Angiotensin II Produces Superoxide-Mediated Impairment of Endothelial Function in Cerebral Arterioles

Abstract

Background and Purpose— Angiotensin II (Ang II) produces oxidative stress in vascular cells in culture and in extracranial conduit arteries. The goal of this study was to examine the hypothesis that Ang II produces superoxide-mediated impairment of endothelial function in cerebral microvessels. Methods— Diameter of cerebral arterioles (baseline diameter=104±3 μm) was measured with the use of a closed cranial window in anesthetized rabbits. Topical application of Ang II was used to avoid effects on arterial pressure. Results— Ang II (0.1 to 1 μmol/L for 2 hours) had no effect on baseline diameter (change in diameter of −3±2% in response to 1 μmol/L Ang II) but produced concentration-dependent inhibition of vasodilatation to the endothelium-dependent agonist bradykinin.

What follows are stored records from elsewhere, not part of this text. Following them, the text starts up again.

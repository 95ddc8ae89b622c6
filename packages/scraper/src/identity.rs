//! Randomized client identities.
//!
//! Every request presents a browser `User-Agent` drawn uniformly from a pool
//! so that traffic does not carry one uniform fingerprint.

use rand::seq::SliceRandom as _;

/// Identity used when the pool is empty.
pub const DEFAULT_USER_AGENT: &str = "Mozilla/5.0 (Windows NT 10.0; Win64; x64) AppleWebKit/537.36 (KHTML, like Gecko) Chrome/131.0.0.0 Safari/537.36";

/// Current desktop browser user agents.
pub const BROWSER_USER_AGENTS: &[&str] = &[
    // Chrome on Windows
    "Mozilla/5.0 (Windows NT 10.0; Win64; x64) AppleWebKit/537.36 (KHTML, like Gecko) Chrome/131.0.0.0 Safari/537.36",
    "Mozilla/5.0 (Windows NT 10.0; Win64; x64) AppleWebKit/537.36 (KHTML, like Gecko) Chrome/130.0.0.0 Safari/537.36",
    // Chrome on Mac
    "Mozilla/5.0 (Macintosh; Intel Mac OS X 10_15_7) AppleWebKit/537.36 (KHTML, like Gecko) Chrome/131.0.0.0 Safari/537.36",
    // Chrome on Linux
    "Mozilla/5.0 (X11; Linux x86_64) AppleWebKit/537.36 (KHTML, like Gecko) Chrome/131.0.0.0 Safari/537.36",
    // Firefox
    "Mozilla/5.0 (Windows NT 10.0; Win64; x64; rv:133.0) Gecko/20100101 Firefox/133.0",
    "Mozilla/5.0 (Macintosh; Intel Mac OS X 10.15; rv:133.0) Gecko/20100101 Firefox/133.0",
    "Mozilla/5.0 (X11; Linux x86_64; rv:133.0) Gecko/20100101 Firefox/133.0",
    // Safari
    "Mozilla/5.0 (Macintosh; Intel Mac OS X 10_15_7) AppleWebKit/605.1.15 (KHTML, like Gecko) Version/18.1 Safari/605.1.15",
    // Edge
    "Mozilla/5.0 (Windows NT 10.0; Win64; x64) AppleWebKit/537.36 (KHTML, like Gecko) Chrome/131.0.0.0 Safari/537.36 Edg/131.0.0.0",
];

/// The client identity presented on a single request.
#[derive(Debug, Clone, PartialEq, Eq)]
pub struct Identity {
    /// Value of the `User-Agent` header.
    pub user_agent: String,
}

impl Identity {
    /// Returns the identity as `(header name, value)` pairs.
    #[must_use]
    pub fn headers(&self) -> [(&'static str, &str); 1] {
        [("User-Agent", self.user_agent.as_str())]
    }
}

/// Draws a random [`Identity`] per call from a fixed pool.
#[derive(Debug, Clone)]
pub struct IdentityRotator {
    pool: Vec<String>,
}

impl IdentityRotator {
    /// Creates a rotator over a custom pool.
    #[must_use]
    pub fn new<I, S>(pool: I) -> Self
    where
        I: IntoIterator<Item = S>,
        S: Into<String>,
    {
        Self {
            pool: pool.into_iter().map(Into::into).collect(),
        }
    }

    /// Returns a random identity from the pool, or [`DEFAULT_USER_AGENT`]
    /// if the pool is empty.
    #[must_use]
    pub fn identity(&self) -> Identity {
        let user_agent = self
            .pool
            .choose(&mut rand::thread_rng())
            .map_or(DEFAULT_USER_AGENT, String::as_str);

        Identity {
            user_agent: user_agent.to_owned(),
        }
    }

    /// Number of identities in the pool.
    #[must_use]
    pub fn len(&self) -> usize {
        self.pool.len()
    }

    #[must_use]
    pub fn is_empty(&self) -> bool {
        self.pool.is_empty()
    }
}

impl Default for IdentityRotator {
    fn default() -> Self {
        Self::new(BROWSER_USER_AGENTS.iter().copied())
    }
}

#[cfg(test)]
mod tests {
    use std::collections::BTreeSet;

    use super::*;

    #[test]
    fn default_pool_yields_browser_agents() {
        let rotator = IdentityRotator::default();
        assert_eq!(rotator.len(), BROWSER_USER_AGENTS.len());
        for _ in 0..20 {
            let identity = rotator.identity();
            assert!(BROWSER_USER_AGENTS.contains(&identity.user_agent.as_str()));
        }
    }

    #[test]
    fn empty_pool_falls_back_to_default() {
        let rotator = IdentityRotator::new(Vec::<String>::new());
        assert!(rotator.is_empty());
        assert_eq!(rotator.identity().user_agent, DEFAULT_USER_AGENT);
    }

    #[test]
    fn single_entry_pool_is_deterministic() {
        let rotator = IdentityRotator::new(["TestAgent/1.0"]);
        assert_eq!(rotator.identity().user_agent, "TestAgent/1.0");
    }

    #[test]
    fn rotation_covers_more_than_one_agent() {
        let rotator = IdentityRotator::default();
        let seen: BTreeSet<String> = (0..500).map(|_| rotator.identity().user_agent).collect();
        assert!(seen.len() > 1);
    }

    #[test]
    fn headers_expose_user_agent() {
        let identity = Identity {
            user_agent: "Agent".to_string(),
        };
        assert_eq!(identity.headers(), [("User-Agent", "Agent")]);
    }
}
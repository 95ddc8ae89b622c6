//! Region registry. Loads every region config from embedded TOML.
//!
//! Each `.toml` file in `packages/crawler/regions/` is baked into the binary
//! at compile time via [`include_str!`]. Adding a region means adding a file
//! and listing it below.

use rental_crawl_listing_models::RegionConfig;

/// Environment variable consulted when no `--regions` filter is given.
pub const REGIONS_ENV_VAR: &str = "RENTAL_CRAWL_REGIONS";

/// TOML configs embedded at compile time.
const REGION_TOMLS: &[(&str, &str)] = &[
    ("taipei", include_str!("../regions/taipei.toml")),
    ("new_taipei", include_str!("../regions/new_taipei.toml")),
];

/// Parses a region config from a TOML string.
///
/// # Errors
///
/// Returns the TOML error message if the config is malformed.
pub fn parse_region_toml(toml_str: &str) -> Result<RegionConfig, String> {
    toml::de::from_str(toml_str).map_err(|e| e.to_string())
}

/// Returns all configured regions, parsed from embedded TOML.
///
/// # Panics
///
/// Panics if any TOML config is malformed (the configs are embedded, so this
/// fails on the first run of any build that breaks one).
#[must_use]
pub fn all_region_configs() -> Vec<RegionConfig> {
    REGION_TOMLS
        .iter()
        .map(|(file, toml)| {
            parse_region_toml(toml).unwrap_or_else(|e| panic!("Failed to parse {file}.toml: {e}"))
        })
        .collect()
}

/// Returns the region configs to crawl, filtered by the `--regions` CLI flag
/// or the [`REGIONS_ENV_VAR`] environment variable. If neither is set, every
/// configured region is returned.
#[must_use]
pub fn enabled_region_configs(cli_filter: Option<String>) -> Vec<RegionConfig> {
    let filter = cli_filter.or_else(|| std::env::var(REGIONS_ENV_VAR).ok());

    let all = all_region_configs();

    let Some(filter_str) = filter else {
        return all;
    };

    let tokens: Vec<&str> = filter_str
        .split(',')
        .map(str::trim)
        .filter(|t| !t.is_empty())
        .collect();

    let selected = select_regions(all, &tokens);

    if selected.is_empty() {
        log::warn!(
            "No matching regions found for filter {:?}. Available: {}",
            tokens,
            all_region_configs()
                .iter()
                .flat_map(RegionConfig::regions)
                .map(|r| r.to_string())
                .collect::<Vec<_>>()
                .join(", ")
        );
    }

    selected
}

/// Narrows `configs` to the ones named by `tokens`.
///
/// A token equal to a config's name keeps the whole config. Otherwise a
/// token equal to one of its region ids keeps just that id. Configs left
/// with no ids are dropped.
#[must_use]
pub fn select_regions(configs: Vec<RegionConfig>, tokens: &[&str]) -> Vec<RegionConfig> {
    configs
        .into_iter()
        .filter_map(|mut config| {
            if tokens.contains(&config.name.as_str()) {
                return Some(config);
            }
            config
                .region_ids
                .retain(|id| tokens.contains(&id.to_string().as_str()));
            (!config.region_ids.is_empty()).then_some(config)
        })
        .collect()
}
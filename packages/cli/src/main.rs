#![cfg_attr(feature = "fail-on-warnings", deny(warnings))]
#![warn(clippy::all, clippy::pedantic, clippy::nursery, clippy::cargo)]
#![allow(clippy::multiple_crate_versions, clippy::cargo_common_metadata)]

//! CLI entry point for the rental listing crawler.
//!
//! Uses `indicatif-log-bridge` (via [`rental_crawl_cli_utils::init_logger`])
//! to route `log` output through `indicatif::MultiProgress` so that log
//! lines and the crawl progress bar never fight for the terminal.

use std::path::PathBuf;
use std::time::{Duration, Instant};

use clap::{Parser, Subcommand};
use rental_crawl_cli_utils::{IndicatifProgress, init_logger};
use rental_crawl_crawler::pipeline::{self, RunSummary};
use rental_crawl_crawler::registry::{all_region_configs, enabled_region_configs};
use rental_crawl_crawler::{CrawlOptions, Crawler, DEFAULT_CONCURRENCY};
use rental_crawl_store::{RecordStore, paths};

#[derive(Parser)]
#[command(name = "rental_crawl", about = "Rental listing crawler")]
struct Cli {
    #[command(subcommand)]
    command: Commands,
}

#[derive(Subcommand)]
enum Commands {
    /// Crawl the configured regions and store every listing found
    Crawl {
        /// Comma-separated region names or ids to crawl (overrides
        /// `RENTAL_CRAWL_REGIONS` env var)
        #[arg(long)]
        regions: Option<String>,
        /// Database file (default: `data/listings.sqlite3`)
        #[arg(long)]
        db: Option<PathBuf>,
        /// Maximum number of requests in flight per phase
        #[arg(long, default_value_t = DEFAULT_CONCURRENCY)]
        concurrency: usize,
        /// Per-request timeout in seconds
        #[arg(long, default_value = "30")]
        timeout_secs: u64,
    },
    /// List all configured regions
    Regions,
    /// Print stored listings as JSON lines
    Show {
        /// Database file (default: `data/listings.sqlite3`)
        #[arg(long)]
        db: Option<PathBuf>,
        /// Maximum number of listings to print
        #[arg(long)]
        limit: Option<usize>,
    },
}

#[tokio::main]
async fn main() -> Result<(), Box<dyn std::error::Error>> {
    let multi = init_logger();
    let cli = Cli::parse();

    match cli.command {
        Commands::Crawl {
            regions,
            db,
            concurrency,
            timeout_secs,
        } => {
            let configs = enabled_region_configs(regions);
            if configs.is_empty() {
                log::warn!("No regions selected; nothing to crawl");
                return Ok(());
            }

            let db = db.unwrap_or_else(paths::listings_db_path);
            let mut store = RecordStore::open(&db)?;

            let options = CrawlOptions {
                concurrency,
                request_timeout: Duration::from_secs(timeout_secs),
            };
            let crawler = Crawler::http(&options)?
                .with_progress(IndicatifProgress::crawl_bar(&multi, "Crawling"));

            log::info!(
                "Crawling {} region config(s) into {}",
                configs.len(),
                db.display()
            );
            let start = Instant::now();

            let summary = tokio::select! {
                result = pipeline::run(&crawler, &configs, &mut store) => result?,
                _ = tokio::signal::ctrl_c() => {
                    log::warn!("Interrupted; nothing was stored");
                    return Err("crawl interrupted".into());
                }
            };

            print_summary(&summary, start.elapsed());
        }
        Commands::Regions => {
            println!("{:<12} {:<8} INDEX URL", "NAME", "ID");
            println!("{}", "-".repeat(60));
            for config in all_region_configs() {
                for region in config.regions() {
                    println!(
                        "{:<12} {:<8} {}",
                        region.name,
                        region.id.to_string(),
                        config.index_page_url(&region, 1)
                    );
                }
            }
        }
        Commands::Show { db, limit } => {
            let db = db.unwrap_or_else(paths::listings_db_path);
            let store = RecordStore::open(&db)?;

            for stored in store.list(limit)? {
                let mut row = serde_json::to_value(&stored.record)?;
                if let Some(fields) = row.as_object_mut() {
                    fields.insert(
                        "timestamp".to_string(),
                        stored.written_at.to_rfc3339().into(),
                    );
                }
                println!("{row}");
            }
        }
    }

    Ok(())
}

fn print_summary(summary: &RunSummary, elapsed: Duration) {
    println!();
    println!(
        "{:<16} {:>6} {:>9} {:>8} {:>7}",
        "REGION", "PAGES", "LISTINGS", "RECORDS", "FAILED"
    );
    println!("{}", "-".repeat(50));
    for region in &summary.regions {
        println!(
            "{:<16} {:>6} {:>9} {:>8} {:>7}",
            region.region.to_string(),
            region.last_page,
            region.listing_ids,
            region.records,
            region.failed_details
        );
    }
    println!(
        "\nStored {} listings in {:.1}s",
        summary.stored,
        elapsed.as_secs_f64()
    );
}
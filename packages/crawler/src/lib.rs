#![cfg_attr(feature = "fail-on-warnings", deny(warnings))]
#![warn(clippy::all, clippy::pedantic, clippy::nursery, clippy::cargo)]
#![allow(clippy::multiple_crate_versions, clippy::cargo_common_metadata)]

//! Listing crawl pipeline.
//!
//! A [`Crawler`] runs the three fetch phases for a region: discovering how
//! many index pages exist ([`discover`]), collecting listing ids from every
//! index page ([`collect`]), and fetching each listing's detail page into a
//! record ([`detail`]). [`pipeline::run`] sequences those phases over every
//! configured region and writes the aggregate to the record store in one
//! transaction.
//!
//! Fetch failures never abort a region. They are reported to an
//! [`events::EventSink`] and replaced by a safe default. Only a store
//! failure ends a run with an error.

pub mod collect;
pub mod detail;
pub mod discover;
pub mod events;
pub mod pipeline;
pub mod progress;
pub mod registry;
pub mod rules;

#[cfg(test)]
mod test_support;

use std::sync::Arc;
use std::time::Duration;

use rental_crawl_scraper::http::{DEFAULT_REQUEST_TIMEOUT, HttpFetcher};
use rental_crawl_scraper::{IdentityRotator, PageFetcher, ScrapeError};

use crate::events::EventSink;
use crate::progress::ProgressCallback;

/// Default ceiling on concurrent requests within a phase.
pub const DEFAULT_CONCURRENCY: usize = 20;

/// Errors that end a crawl run.
///
/// Recoverable fetch failures never show up here; they are reported as
/// [`events::CrawlEvent`]s instead.
#[derive(Debug, thiserror::Error)]
pub enum PipelineError {
    /// A region's configured markup contains an invalid selector.
    #[error("Invalid markup for region config '{name}': {source}")]
    Markup {
        /// Name of the region config.
        name: String,
        /// Selector parse failure.
        source: ScrapeError,
    },

    /// Writing the batch to the store failed. Nothing was committed.
    #[error("Store error: {0}")]
    Store(#[from] rental_crawl_store::StoreError),
}

/// Tunables for a crawl run.
#[derive(Debug, Clone, Copy, PartialEq, Eq)]
pub struct CrawlOptions {
    /// Maximum number of requests in flight within a phase.
    pub concurrency: usize,
    /// Timeout applied to each individual request.
    pub request_timeout: Duration,
}

impl Default for CrawlOptions {
    fn default() -> Self {
        Self {
            concurrency: DEFAULT_CONCURRENCY,
            request_timeout: DEFAULT_REQUEST_TIMEOUT,
        }
    }
}

/// Runs crawl phases against a [`PageFetcher`].
///
/// All requests of a phase share the same fetcher (and therefore the same
/// connection pool) and draw a fresh identity each.
pub struct Crawler<F> {
    fetcher: F,
    identities: IdentityRotator,
    concurrency: usize,
    sink: Arc<dyn EventSink>,
    progress: Arc<dyn ProgressCallback>,
}

impl Crawler<HttpFetcher> {
    /// Creates an HTTP crawler configured from `options`.
    ///
    /// # Errors
    ///
    /// Returns [`ScrapeError`] if the HTTP client cannot be built.
    pub fn http(options: &CrawlOptions) -> Result<Self, ScrapeError> {
        let fetcher = HttpFetcher::new(options.request_timeout)?;
        Ok(Self::new(fetcher).with_concurrency(options.concurrency))
    }
}

impl<F: PageFetcher> Crawler<F> {
    /// Creates a crawler with the default identity pool, concurrency,
    /// [`events::LogSink`], and no progress reporting.
    #[must_use]
    pub fn new(fetcher: F) -> Self {
        Self {
            fetcher,
            identities: IdentityRotator::default(),
            concurrency: DEFAULT_CONCURRENCY,
            sink: events::log_sink(),
            progress: progress::null_progress(),
        }
    }

    /// Sets the concurrency ceiling. Values below 1 are raised to 1.
    #[must_use]
    pub fn with_concurrency(mut self, concurrency: usize) -> Self {
        self.concurrency = concurrency.max(1);
        self
    }

    /// Replaces the identity pool.
    #[must_use]
    pub fn with_identities(mut self, identities: IdentityRotator) -> Self {
        self.identities = identities;
        self
    }

    /// Replaces the event sink.
    #[must_use]
    pub fn with_sink(mut self, sink: Arc<dyn EventSink>) -> Self {
        self.sink = sink;
        self
    }

    /// Sets the progress callback updated by each phase.
    #[must_use]
    pub fn with_progress(mut self, progress: Arc<dyn ProgressCallback>) -> Self {
        self.progress = progress;
        self
    }

    /// Concurrency ceiling.
    #[must_use]
    pub const fn concurrency(&self) -> usize {
        self.concurrency
    }

    /// The underlying fetcher.
    #[must_use]
    pub const fn fetcher(&self) -> &F {
        &self.fetcher
    }

    /// Fetches `url` with a freshly rotated identity.
    async fn fetch(&self, url: &str) -> Result<String, ScrapeError> {
        let identity = self.identities.identity();
        self.fetcher.fetch_text(url, &identity).await
    }
}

For example, 1 μmol/L Ang II inhibited responses to 1 nmol/L bradykinin by almost 80%. These inhibitory effects of Ang II were prevented by the superoxide scavenger 4,5-dihydroxy-1,3-benzene-disulfonic acid (Tiron; 10 mmol/L) or diphenylene iodonium (DPI; 3 μmol/L), an inhibitor of NAD(P)H oxidase. Ang II did not inhibit vasodilatation in response to nitroprusside, an endothelium-independent vasodilator. Conclusions— These findings are the first evidence that local Ang II produces superoxide-mediated vascular dysfunction in cerebral microvessels. The results with DPI suggest that the source of superoxide may be an NAD(P)H oxidase.